Book Excerpt! The Shahnameh: The Persian Epic as World Literature (preface)
“A major achievement. With wit and erudition, Hamid Dabashi has pushed open one of the great locked doors of world literature: the Shahnameh. In bringing the central work of Persian literature vividly to life, he also offers us a new way to understand all epics. ”
~ Aravind Adiga, author of The White Tiger
Our celebration of National Poetry Month continues with today’s excerpt from the preface to Hamid Dabashi’s The Shahnameh: The Persian Epic as World Literature. In this work, In this book, Hamid Dabashi insightfully traces the history, authorship, poetic significance, complicated legacy, and enduring significance of the Iranian epic poem the Shahnameh. In addition to explaining what makes it such a distinctive literary work, he makes a powerful case that we need to rethink the notion of “world literature” in light of the Shahnameh.

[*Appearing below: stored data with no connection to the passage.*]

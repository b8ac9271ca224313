//! Group-also-by-window: buffers each key's elements per window, drives the trigger machine, and
//! emits grouped panes.

use crate::batch_driver::TimerDriven;
use crate::strategy::WindowingStrategy;
use crate::timer_store::TimerStore;
use std::sync::Arc;
use streambed_state::StateStore;
use streambed_trigger::{TriggerContext, TriggerMachine};
use streambed_types::{
    AccumulationMode, ClosingBehavior, CoreError, Element, MetricSink, OnTimeBehavior, PaneInfo, PipelineOptions, Result,
    StateNamespace, TimeDomain, Timer, TimerId, Timestamp, TimestampCombiner, Window, WindowedValue, PROCESSED_ELEMENTS,
};

use crate::output::OutputReceiver;

const BUF_CELL: &str = "buf";
const PANE_CELL: &str = "__pane";
const ACTIVE_WINDOWS_CELL: &str = "__active_windows";
const EOW_TIMER: &str = "__eow";

struct TimerSchedulingContext<'a> {
    timers: &'a mut TimerStore,
}

impl<'a> TriggerContext for TimerSchedulingContext<'a> {
    fn schedule_processing_timer(&mut self, window: Window, at: Timestamp) {
        let id = TimerId::internal(StateNamespace::window(window), "__trigger-pt", TimeDomain::ProcessingTime);
        self.timers.set(Timer::new(id, at));
    }
}

/// Drives one key's group-also-by-window processing: window assignment and merging, trigger
/// evaluation, and pane emission, backed by its own [`StateStore`] and [`TimerStore`].
pub struct ReduceFnRunner<K, V> {
    key: K,
    strategy: WindowingStrategy,
    trigger_machine: TriggerMachine,
    state: StateStore,
    timers: TimerStore,
    metrics: Arc<dyn MetricSink>,
    /// The options passed to the most recent `process_elements` call. The timer-dispatch path
    /// (merges, EOW finalization) runs outside any single `process_elements` call, so it reads
    /// this stored copy rather than needing options threaded through every timer callback.
    options: PipelineOptions,
    _marker: std::marker::PhantomData<V>,
}

impl<K, V> ReduceFnRunner<K, V>
where
    V: Clone + Send + 'static,
{
    pub fn new(key: K, strategy: WindowingStrategy, metrics: Arc<dyn MetricSink>) -> Self {
        let trigger_machine = TriggerMachine::new(strategy.trigger.clone());
        Self {
            key,
            strategy,
            trigger_machine,
            state: StateStore::new(),
            timers: TimerStore::new(),
            metrics,
            options: PipelineOptions::default(),
            _marker: std::marker::PhantomData,
        }
    }

    /// Rehydrates a runner against a previously-persisted `StateStore`/`TimerStore` pair, for
    /// hosts that back a key's state across invocations. `persist()` has no separate method here:
    /// the core never owns a serialization format (§6), so a host persists by holding onto (or
    /// encoding) the stores it handed in, and resumes by constructing a runner with them instead
    /// of fresh ones.
    pub fn resume(key: K, strategy: WindowingStrategy, metrics: Arc<dyn MetricSink>, state: StateStore, timers: TimerStore) -> Self {
        let trigger_machine = TriggerMachine::new(strategy.trigger.clone());
        Self {
            key,
            strategy,
            trigger_machine,
            state,
            timers,
            metrics,
            options: PipelineOptions::default(),
            _marker: std::marker::PhantomData,
        }
    }

    pub fn key(&self) -> &K {
        &self.key
    }

    /// Hands back ownership of this key's state and timers, e.g. for a host to persist between
    /// invocations. Idempotent: calling it twice with no intervening mutation yields identical
    /// contents both times, since it only reads.
    pub fn into_parts(self) -> (StateStore, TimerStore) {
        (self.state, self.timers)
    }

    fn eow_timer_id(window: Window) -> TimerId {
        TimerId::internal(StateNamespace::window(window), EOW_TIMER, TimeDomain::EventTime)
    }

    fn is_new_window(&mut self, window: Window) -> Result<bool> {
        Ok(self
            .state
            .set_cell::<Window>(StateNamespace::Global, ACTIVE_WINDOWS_CELL)?
            .add(window))
    }

    fn active_windows(&mut self) -> Result<Vec<Window>> {
        Ok(self
            .state
            .set_cell::<Window>(StateNamespace::Global, ACTIVE_WINDOWS_CELL)?
            .iter()
            .copied()
            .collect())
    }

    fn schedule_eow_timer(&mut self, window: Window) {
        let allowed_lateness = self.options.effective_allowed_lateness(self.strategy.allowed_lateness_ms);
        let expiration = window.expiration(allowed_lateness);
        self.timers.set(Timer::new(Self::eow_timer_id(window), expiration));
    }

    /// Buffers every input element into its assigned window(s), then runs one round of window
    /// merging if the strategy is mergeable, pushing any pane that becomes ready along the way.
    pub fn process_elements(
        &mut self,
        elements: Vec<Element<V>>,
        out: &mut dyn OutputReceiver<Vec<V>>,
        options: &PipelineOptions,
    ) -> Result<()> {
        self.options = options.clone();
        for element in elements {
            let windows = self.strategy.window_fn.assign(element.timestamp);
            for window in windows {
                self.buffer_and_trigger(window, element.in_window(window), out)?;
            }
            options.record_metric(self.metrics.as_ref(), PROCESSED_ELEMENTS, 1);
        }

        if self.strategy.window_fn.is_mergeable() {
            self.run_merges(out)?;
        }
        Ok(())
    }

    fn buffer_and_trigger(&mut self, window: Window, element: Element<V>, out: &mut dyn OutputReceiver<Vec<V>>) -> Result<()> {
        if self.is_new_window(window)? {
            self.schedule_eow_timer(window);
        }
        self.state
            .bag_cell::<Element<V>>(StateNamespace::window(window), BUF_CELL)?
            .add(element);

        let pt = self.timers.processing_time();
        let mut ctx = TimerSchedulingContext { timers: &mut self.timers };
        self.trigger_machine.on_element(&mut self.state, window, pt, &mut ctx)?;

        self.maybe_emit(window, false, out)
    }

    fn run_merges(&mut self, out: &mut dyn OutputReceiver<Vec<V>>) -> Result<()> {
        let active = self.active_windows()?;
        let actions = self.strategy.window_fn.merge_windows(&active);
        for action in actions {
            let dest_ns = StateNamespace::window(action.into);
            let mut moved = Vec::new();
            for src in &action.from {
                if *src == action.into {
                    continue;
                }
                let src_ns = StateNamespace::window(*src);
                let elems = self.state.bag_cell::<Element<V>>(src_ns, BUF_CELL)?.take();
                moved.extend(elems);
                self.state.clear_namespace(src_ns);
                self.timers.delete(&Self::eow_timer_id(*src));
                self.state
                    .set_cell::<Window>(StateNamespace::Global, ACTIVE_WINDOWS_CELL)?
                    .remove(src);
            }
            for elem in moved {
                self.state.bag_cell::<Element<V>>(dest_ns, BUF_CELL)?.add(elem);
            }
            self.is_new_window(action.into)?;
            self.schedule_eow_timer(action.into);

            let mut ctx = TimerSchedulingContext { timers: &mut self.timers };
            self.trigger_machine.on_merge(&mut self.state, &action.from, action.into, &mut ctx)?;

            self.maybe_emit(action.into, false, out)?;
        }
        Ok(())
    }

    fn maybe_emit(&mut self, window: Window, is_final: bool, out: &mut dyn OutputReceiver<Vec<V>>) -> Result<()> {
        let wm = self.timers.input_watermark();
        let pt = self.timers.processing_time();
        let ready = is_final || self.trigger_machine.should_fire(&mut self.state, window, wm, pt)?;
        if !ready {
            return Ok(());
        }

        let ns = StateNamespace::window(window);
        let discarding = self.strategy.accumulation_mode == AccumulationMode::Discarding;
        let elements: Vec<Element<V>> = if discarding {
            self.state.bag_cell::<Element<V>>(ns, BUF_CELL)?.take()
        } else {
            self.state.bag_cell::<Element<V>>(ns, BUF_CELL)?.read().to_vec()
        };

        // A closing (`is_final`) pane is governed by `closing_behavior`; an earlier, still-open
        // pane is governed by `on_time_behavior`. Both default to `FireIfNonEmpty`.
        let fire_when_empty = if is_final {
            self.strategy.closing_behavior == ClosingBehavior::FireAlways
        } else {
            self.strategy.on_time_behavior == OnTimeBehavior::FireAlways
        };
        if elements.is_empty() && !fire_when_empty {
            return Ok(());
        }

        let prev = self.state.value_cell::<PaneInfo>(ns, PANE_CELL)?.read().copied();
        let pane = match prev {
            None => PaneInfo::first(is_final),
            Some(p) => p.next(is_final),
        };
        self.state.value_cell::<PaneInfo>(ns, PANE_CELL)?.write(pane);

        self.trigger_machine.on_fire(&mut self.state, window, wm, pt)?;

        let timestamp = match self.strategy.timestamp_combiner {
            TimestampCombiner::EndOfWindow => window.max_timestamp(),
            TimestampCombiner::EarliestElement => elements.iter().map(|e| e.timestamp).min().unwrap_or_else(|| window.max_timestamp()),
            TimestampCombiner::LatestElement => elements.iter().map(|e| e.timestamp).max().unwrap_or_else(|| window.max_timestamp()),
        };

        tracing::debug!(?window, pane.index, pane.is_last, len = elements.len(), "emitting pane");
        out.push(
            None,
            WindowedValue {
                value: elements.into_iter().map(|e| e.value).collect(),
                timestamp,
                window,
                pane,
            },
        );
        Ok(())
    }

    fn finalize_window(&mut self, window: Window, out: &mut dyn OutputReceiver<Vec<V>>) -> Result<()> {
        self.maybe_emit(window, true, out)?;
        self.state.clear_namespace(StateNamespace::window(window));
        self.state
            .set_cell::<Window>(StateNamespace::Global, ACTIVE_WINDOWS_CELL)?
            .remove(&window);
        Ok(())
    }

    pub fn input_watermark(&self) -> Timestamp {
        self.timers.input_watermark()
    }

    pub fn advance_input_watermark(&mut self, t: Timestamp) -> Result<()> {
        self.timers.advance_input_watermark(t)
    }

    pub fn advance_processing_time(&mut self, t: Timestamp) -> Result<()> {
        self.timers.advance_processing_time(t)
    }

    pub fn advance_sync_processing_time(&mut self, t: Timestamp) -> Result<()> {
        self.timers.advance_sync_processing_time(t)
    }
}

impl<K, V> TimerDriven for ReduceFnRunnerDrain<'_, K, V>
where
    V: Clone + Send + 'static,
{
    fn timer_store_mut(&mut self) -> &mut TimerStore {
        &mut self.runner.timers
    }

    fn dispatch_timer(&mut self, timer: Timer) -> Result<()> {
        let window = timer
            .id
            .namespace
            .as_window()
            .ok_or_else(|| CoreError::TriggerContract("group-also-by-window timer fired outside a window namespace".into()))?;
        if timer.id.timer_name == EOW_TIMER {
            self.runner.finalize_window(window, self.out)
        } else {
            self.runner.maybe_emit(window, false, self.out)
        }
    }
}

/// Binds a [`ReduceFnRunner`] to the output receiver for the duration of a timer drain, so
/// [`crate::BatchDriver`] can drive the shared `TimerDriven` loop without threading the receiver
/// through every call.
pub struct ReduceFnRunnerDrain<'a, K, V> {
    pub runner: &'a mut ReduceFnRunner<K, V>,
    pub out: &'a mut dyn OutputReceiver<Vec<V>>,
}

Read reviews about the book below, and enter our drawing for your chance to win a copy of this book!
Media Roundup
The Shahnameh: The Persian Epic as World Literature
PW Book Review: Nov. 2018
This enlightening scholarly study will serve, for most Western readers, as their introduction to the Persian Book of Kings, “the longest epic poem in the world composed by one poet.” Written between 977 and 1010 CE by Hakim Abolqasem Ferdowsi Tusi, the poem is a cornerstone of Persian culture, according to Dabashi (Persophilia: Persian Culture on the Global Scene), a Columbia professor of comparative literature and Iranian studies. Some 50,000 verses long, it narrates a history of Persia from the beginning of the world to the Arab conquest of the nation’s Sassanid dynasty in 650 CE. Dabashi provides background on Ferdowsi and the pre-Islamic epic tradition that shaped his poem before sharing colorful accounts of its cast of warrior kings, rebellious offspring, and seductive courtesans, among them the tragic tale of Rostam, who unknowingly kills his son Sohrab in battle, and the sinister one of Zahhak, whose shoulders sprout carnivorous snakes after he murders his father, Marda. Part of Dabashi’s goal is to rescue the poem from its current position as an outlier to “world literature,” a concept he crankily dismisses as “the imperial wet dream of European literature.” Whether he succeeds in his ambition “to alter the very notion of world literature,” his book will surely drive readers to seek out the poem for themselves. (Jan.)
The Shahnameh
Complete Review: Feb. 2019
In The Shahnameh, Hamid Dabashi wants to make the case for this literary classic that is probably not that well-known to most readers, the Persian epic completed by Ferdowsi in 1010. Dabashi repeatedly writes about his classroom experiences teaching the Shahnameh, introducing it to a new audience, and he brings much of that cheerleading enthusiasm to this book — as well as his obviously deeply informed familiarity with the text, in its original and English translation. He has admirably great ambitions here, too:
By the end of my book, I hope you will rush to read the Shahnameh in the best translation available in your mother tongue, and even if you didn’t then through my book you will gain a solid and reliable command over what the book is all about and why people consider it a world-class epic, and what sorts of lesson it has to teach us even today. I will read the Shahnameh with you, place you in its history, tell you about its author, guide you through its illustrious labyrinth, and then we sit down together and wonder at its magic.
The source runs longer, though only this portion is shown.